[Extracted data entries]
▼
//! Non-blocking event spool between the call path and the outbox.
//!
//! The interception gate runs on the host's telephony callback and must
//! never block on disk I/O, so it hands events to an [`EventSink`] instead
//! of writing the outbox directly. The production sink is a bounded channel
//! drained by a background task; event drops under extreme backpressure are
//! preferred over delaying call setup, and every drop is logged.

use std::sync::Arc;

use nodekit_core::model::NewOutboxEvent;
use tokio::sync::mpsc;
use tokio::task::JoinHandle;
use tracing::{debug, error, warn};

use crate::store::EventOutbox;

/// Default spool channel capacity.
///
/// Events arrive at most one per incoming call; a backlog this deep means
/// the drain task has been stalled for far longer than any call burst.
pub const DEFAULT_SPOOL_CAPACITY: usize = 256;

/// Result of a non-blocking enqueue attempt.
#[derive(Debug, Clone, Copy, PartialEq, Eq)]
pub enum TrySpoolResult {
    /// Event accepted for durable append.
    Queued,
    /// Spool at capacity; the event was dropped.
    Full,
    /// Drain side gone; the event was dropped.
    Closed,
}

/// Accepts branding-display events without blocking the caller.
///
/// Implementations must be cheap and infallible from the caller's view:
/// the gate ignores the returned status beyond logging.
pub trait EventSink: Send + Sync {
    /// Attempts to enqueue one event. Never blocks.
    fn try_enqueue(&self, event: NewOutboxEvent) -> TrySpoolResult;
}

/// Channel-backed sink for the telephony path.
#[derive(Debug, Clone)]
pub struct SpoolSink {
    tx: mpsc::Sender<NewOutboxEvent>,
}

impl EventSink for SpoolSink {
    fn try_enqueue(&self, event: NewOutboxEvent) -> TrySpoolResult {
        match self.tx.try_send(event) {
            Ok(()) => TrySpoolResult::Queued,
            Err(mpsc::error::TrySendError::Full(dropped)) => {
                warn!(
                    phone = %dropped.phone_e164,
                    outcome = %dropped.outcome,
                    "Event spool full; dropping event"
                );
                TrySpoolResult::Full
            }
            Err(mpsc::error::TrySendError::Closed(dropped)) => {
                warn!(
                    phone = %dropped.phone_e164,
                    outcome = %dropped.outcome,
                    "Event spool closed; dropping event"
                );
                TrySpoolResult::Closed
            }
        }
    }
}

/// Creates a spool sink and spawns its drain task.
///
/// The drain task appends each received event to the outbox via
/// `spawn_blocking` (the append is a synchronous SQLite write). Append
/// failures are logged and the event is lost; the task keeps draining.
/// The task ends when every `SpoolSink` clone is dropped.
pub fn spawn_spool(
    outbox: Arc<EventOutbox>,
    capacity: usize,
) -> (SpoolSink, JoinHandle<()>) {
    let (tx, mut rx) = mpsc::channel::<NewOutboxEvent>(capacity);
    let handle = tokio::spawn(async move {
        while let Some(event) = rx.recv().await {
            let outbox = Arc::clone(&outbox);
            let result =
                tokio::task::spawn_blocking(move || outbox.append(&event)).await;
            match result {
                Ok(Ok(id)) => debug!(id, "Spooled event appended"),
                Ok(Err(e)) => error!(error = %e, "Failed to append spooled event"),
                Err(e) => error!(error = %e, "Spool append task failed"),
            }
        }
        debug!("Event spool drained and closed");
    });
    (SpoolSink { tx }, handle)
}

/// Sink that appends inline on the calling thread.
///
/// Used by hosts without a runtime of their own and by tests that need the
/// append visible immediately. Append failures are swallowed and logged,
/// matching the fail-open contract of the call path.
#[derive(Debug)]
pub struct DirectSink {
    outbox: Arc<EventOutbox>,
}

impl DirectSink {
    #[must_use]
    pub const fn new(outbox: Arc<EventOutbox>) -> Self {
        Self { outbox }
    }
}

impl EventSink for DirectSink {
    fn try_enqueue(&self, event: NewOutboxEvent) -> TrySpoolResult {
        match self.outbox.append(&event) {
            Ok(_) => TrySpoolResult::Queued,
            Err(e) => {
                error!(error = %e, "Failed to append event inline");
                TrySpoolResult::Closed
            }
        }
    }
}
▲
▶ Activity:
Filter the records for lines containing the word "EventOutbox" and copy each one.

▶ Task solution:
use crate::store::EventOutbox;
    outbox: Arc<EventOutbox>,
    outbox: Arc<EventOutbox>,
    pub const fn new(outbox: Arc<EventOutbox>) -> Self {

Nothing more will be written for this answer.